Go through the data and copy each line that holds "CellIter".

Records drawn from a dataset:
================================
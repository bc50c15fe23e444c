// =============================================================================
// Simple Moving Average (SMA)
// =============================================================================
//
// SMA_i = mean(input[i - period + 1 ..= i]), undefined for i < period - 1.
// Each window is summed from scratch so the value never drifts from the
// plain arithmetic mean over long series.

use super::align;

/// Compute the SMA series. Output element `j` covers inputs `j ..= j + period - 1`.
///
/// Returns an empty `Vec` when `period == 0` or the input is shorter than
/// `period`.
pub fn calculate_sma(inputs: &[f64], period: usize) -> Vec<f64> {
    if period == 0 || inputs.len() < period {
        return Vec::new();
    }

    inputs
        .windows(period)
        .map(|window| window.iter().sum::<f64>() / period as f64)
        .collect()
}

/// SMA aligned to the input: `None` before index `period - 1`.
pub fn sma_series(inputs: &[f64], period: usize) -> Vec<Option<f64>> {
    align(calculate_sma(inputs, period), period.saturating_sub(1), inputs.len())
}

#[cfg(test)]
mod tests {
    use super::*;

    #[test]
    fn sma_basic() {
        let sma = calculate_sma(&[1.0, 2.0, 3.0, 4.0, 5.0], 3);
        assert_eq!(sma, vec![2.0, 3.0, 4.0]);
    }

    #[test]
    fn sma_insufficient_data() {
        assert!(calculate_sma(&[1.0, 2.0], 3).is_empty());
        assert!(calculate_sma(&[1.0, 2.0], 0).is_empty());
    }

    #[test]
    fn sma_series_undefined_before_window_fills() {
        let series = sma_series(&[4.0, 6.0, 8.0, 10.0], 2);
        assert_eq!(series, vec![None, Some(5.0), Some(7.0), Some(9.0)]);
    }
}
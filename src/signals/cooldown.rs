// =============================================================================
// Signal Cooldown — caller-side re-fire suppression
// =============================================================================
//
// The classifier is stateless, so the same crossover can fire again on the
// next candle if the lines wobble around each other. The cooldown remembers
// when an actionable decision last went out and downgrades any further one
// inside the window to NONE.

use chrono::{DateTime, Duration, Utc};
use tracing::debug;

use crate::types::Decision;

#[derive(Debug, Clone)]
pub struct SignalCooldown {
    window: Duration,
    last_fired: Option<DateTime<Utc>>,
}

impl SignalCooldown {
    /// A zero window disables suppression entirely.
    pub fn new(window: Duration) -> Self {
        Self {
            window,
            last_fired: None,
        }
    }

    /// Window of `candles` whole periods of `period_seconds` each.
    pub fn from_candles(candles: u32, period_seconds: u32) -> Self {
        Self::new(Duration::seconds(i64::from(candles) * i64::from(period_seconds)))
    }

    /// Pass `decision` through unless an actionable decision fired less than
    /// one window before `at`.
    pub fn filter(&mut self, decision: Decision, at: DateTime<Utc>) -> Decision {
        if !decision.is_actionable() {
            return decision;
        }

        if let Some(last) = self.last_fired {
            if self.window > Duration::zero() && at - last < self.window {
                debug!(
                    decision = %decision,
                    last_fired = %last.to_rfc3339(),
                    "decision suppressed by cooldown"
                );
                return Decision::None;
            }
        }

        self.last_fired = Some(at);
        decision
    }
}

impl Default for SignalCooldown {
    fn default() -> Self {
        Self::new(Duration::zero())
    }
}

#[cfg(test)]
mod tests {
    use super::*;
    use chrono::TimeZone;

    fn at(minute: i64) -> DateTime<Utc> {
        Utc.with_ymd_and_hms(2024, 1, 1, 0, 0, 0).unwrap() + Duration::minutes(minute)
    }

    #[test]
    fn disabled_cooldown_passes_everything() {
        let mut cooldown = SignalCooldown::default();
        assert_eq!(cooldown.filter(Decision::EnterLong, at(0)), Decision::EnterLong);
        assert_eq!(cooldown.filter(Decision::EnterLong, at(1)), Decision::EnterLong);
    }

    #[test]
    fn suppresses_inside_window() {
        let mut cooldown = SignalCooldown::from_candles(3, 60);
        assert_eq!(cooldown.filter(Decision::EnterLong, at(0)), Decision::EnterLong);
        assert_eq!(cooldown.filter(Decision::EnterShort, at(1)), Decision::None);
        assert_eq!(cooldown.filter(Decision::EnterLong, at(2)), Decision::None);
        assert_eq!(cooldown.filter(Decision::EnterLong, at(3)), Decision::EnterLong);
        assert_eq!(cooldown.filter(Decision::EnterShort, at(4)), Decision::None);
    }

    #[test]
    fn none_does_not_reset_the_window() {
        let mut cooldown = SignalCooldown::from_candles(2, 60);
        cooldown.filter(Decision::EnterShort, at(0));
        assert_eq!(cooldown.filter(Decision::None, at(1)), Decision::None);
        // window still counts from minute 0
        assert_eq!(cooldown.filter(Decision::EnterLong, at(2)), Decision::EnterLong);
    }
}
================================
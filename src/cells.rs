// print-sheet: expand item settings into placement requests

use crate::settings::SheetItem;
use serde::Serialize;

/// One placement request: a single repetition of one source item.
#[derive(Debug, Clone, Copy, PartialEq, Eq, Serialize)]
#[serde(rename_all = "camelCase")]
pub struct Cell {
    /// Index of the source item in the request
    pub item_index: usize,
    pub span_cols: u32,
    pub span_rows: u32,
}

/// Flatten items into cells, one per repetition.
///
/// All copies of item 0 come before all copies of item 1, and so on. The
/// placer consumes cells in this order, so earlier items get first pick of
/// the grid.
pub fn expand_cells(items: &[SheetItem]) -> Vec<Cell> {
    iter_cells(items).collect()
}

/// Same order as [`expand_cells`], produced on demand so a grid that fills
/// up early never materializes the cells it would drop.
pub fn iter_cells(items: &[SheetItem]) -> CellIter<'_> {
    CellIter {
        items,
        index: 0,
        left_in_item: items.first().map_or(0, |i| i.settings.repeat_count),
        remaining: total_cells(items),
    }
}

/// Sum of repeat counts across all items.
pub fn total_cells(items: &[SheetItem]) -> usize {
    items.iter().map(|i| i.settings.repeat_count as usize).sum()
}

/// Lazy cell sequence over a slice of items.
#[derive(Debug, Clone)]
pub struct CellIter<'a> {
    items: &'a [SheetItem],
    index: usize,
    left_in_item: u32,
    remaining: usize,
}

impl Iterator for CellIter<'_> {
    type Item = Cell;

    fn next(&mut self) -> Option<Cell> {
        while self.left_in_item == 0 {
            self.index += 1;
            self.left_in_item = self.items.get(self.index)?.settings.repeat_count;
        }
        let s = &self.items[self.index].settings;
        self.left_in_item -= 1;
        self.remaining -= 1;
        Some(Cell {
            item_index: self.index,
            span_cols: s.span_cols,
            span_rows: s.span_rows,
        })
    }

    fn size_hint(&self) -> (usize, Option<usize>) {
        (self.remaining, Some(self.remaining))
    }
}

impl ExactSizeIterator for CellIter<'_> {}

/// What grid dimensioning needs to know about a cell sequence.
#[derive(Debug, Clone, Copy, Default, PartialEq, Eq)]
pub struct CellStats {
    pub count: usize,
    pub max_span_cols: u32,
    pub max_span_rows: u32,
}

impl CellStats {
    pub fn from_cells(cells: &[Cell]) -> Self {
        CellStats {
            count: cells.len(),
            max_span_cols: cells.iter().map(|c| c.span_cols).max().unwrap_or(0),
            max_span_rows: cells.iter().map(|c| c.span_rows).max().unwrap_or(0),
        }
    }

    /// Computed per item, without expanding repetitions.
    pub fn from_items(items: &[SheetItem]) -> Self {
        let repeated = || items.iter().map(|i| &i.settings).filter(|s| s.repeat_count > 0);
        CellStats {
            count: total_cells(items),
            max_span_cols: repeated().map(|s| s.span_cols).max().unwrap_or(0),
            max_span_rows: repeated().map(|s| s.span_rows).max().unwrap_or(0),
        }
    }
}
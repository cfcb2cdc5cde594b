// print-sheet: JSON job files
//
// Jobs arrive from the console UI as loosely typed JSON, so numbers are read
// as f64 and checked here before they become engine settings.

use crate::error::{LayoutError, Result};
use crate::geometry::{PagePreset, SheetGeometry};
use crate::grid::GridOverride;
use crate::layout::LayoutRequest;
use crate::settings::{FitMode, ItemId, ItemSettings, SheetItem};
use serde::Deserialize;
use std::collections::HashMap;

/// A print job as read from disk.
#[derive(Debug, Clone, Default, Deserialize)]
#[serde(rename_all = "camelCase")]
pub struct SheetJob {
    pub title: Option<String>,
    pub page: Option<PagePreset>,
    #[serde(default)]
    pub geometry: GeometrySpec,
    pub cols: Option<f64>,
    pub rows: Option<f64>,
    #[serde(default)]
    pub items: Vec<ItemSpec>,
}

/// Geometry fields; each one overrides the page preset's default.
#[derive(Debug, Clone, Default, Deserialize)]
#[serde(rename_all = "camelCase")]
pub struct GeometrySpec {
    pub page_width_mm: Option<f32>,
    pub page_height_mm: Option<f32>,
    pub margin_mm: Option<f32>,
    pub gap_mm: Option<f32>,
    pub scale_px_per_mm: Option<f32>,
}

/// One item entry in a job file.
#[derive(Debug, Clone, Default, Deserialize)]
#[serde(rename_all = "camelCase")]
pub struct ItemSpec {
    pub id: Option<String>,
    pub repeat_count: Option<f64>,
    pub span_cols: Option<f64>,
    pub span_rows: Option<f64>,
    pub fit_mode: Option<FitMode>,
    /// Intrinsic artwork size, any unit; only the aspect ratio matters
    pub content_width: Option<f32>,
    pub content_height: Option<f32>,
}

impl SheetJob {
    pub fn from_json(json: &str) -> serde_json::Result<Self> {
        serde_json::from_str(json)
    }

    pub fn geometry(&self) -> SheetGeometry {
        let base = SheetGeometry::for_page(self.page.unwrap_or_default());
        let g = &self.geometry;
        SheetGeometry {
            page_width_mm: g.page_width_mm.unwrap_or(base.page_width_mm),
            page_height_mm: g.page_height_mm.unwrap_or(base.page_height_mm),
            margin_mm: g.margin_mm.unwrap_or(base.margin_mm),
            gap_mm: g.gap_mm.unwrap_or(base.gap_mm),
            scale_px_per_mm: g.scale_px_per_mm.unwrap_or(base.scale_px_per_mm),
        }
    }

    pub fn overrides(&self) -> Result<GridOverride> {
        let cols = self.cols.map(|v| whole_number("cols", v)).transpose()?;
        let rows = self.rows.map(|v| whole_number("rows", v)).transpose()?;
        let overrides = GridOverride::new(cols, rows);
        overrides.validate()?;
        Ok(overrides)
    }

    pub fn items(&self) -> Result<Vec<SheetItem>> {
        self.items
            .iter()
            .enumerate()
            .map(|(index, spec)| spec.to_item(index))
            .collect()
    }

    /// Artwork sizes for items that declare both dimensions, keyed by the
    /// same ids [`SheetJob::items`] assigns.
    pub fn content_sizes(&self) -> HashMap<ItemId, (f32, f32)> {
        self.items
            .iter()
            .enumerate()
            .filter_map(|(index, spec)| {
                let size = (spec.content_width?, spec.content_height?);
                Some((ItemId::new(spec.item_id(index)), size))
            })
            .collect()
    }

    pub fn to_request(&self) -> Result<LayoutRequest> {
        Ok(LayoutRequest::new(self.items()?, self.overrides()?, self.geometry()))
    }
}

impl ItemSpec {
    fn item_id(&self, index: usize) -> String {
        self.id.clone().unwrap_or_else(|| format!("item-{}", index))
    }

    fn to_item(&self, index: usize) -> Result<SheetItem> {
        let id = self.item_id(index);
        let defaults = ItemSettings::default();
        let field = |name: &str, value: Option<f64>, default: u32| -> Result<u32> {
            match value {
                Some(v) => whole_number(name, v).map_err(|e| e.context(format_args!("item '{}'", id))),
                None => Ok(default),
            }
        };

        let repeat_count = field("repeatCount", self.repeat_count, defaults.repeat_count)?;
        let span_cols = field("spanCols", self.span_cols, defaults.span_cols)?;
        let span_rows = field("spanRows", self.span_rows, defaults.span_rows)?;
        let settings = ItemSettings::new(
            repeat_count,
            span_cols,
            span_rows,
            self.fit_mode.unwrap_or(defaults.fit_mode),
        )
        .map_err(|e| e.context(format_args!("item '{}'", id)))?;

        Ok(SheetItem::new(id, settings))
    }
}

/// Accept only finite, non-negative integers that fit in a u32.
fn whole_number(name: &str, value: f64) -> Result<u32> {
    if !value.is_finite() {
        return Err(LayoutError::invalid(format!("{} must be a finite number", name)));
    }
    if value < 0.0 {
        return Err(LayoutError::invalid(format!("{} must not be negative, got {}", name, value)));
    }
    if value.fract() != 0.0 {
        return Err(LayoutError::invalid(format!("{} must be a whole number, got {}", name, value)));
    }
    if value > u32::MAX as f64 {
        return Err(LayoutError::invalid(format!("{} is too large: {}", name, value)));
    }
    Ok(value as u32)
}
================================
* Expected answer
pub fn iter_cells(items: &[SheetItem]) -> CellIter<'_> {
    CellIter {
pub struct CellIter<'a> {
impl Iterator for CellIter<'_> {
impl ExactSizeIterator for CellIter<'_> {}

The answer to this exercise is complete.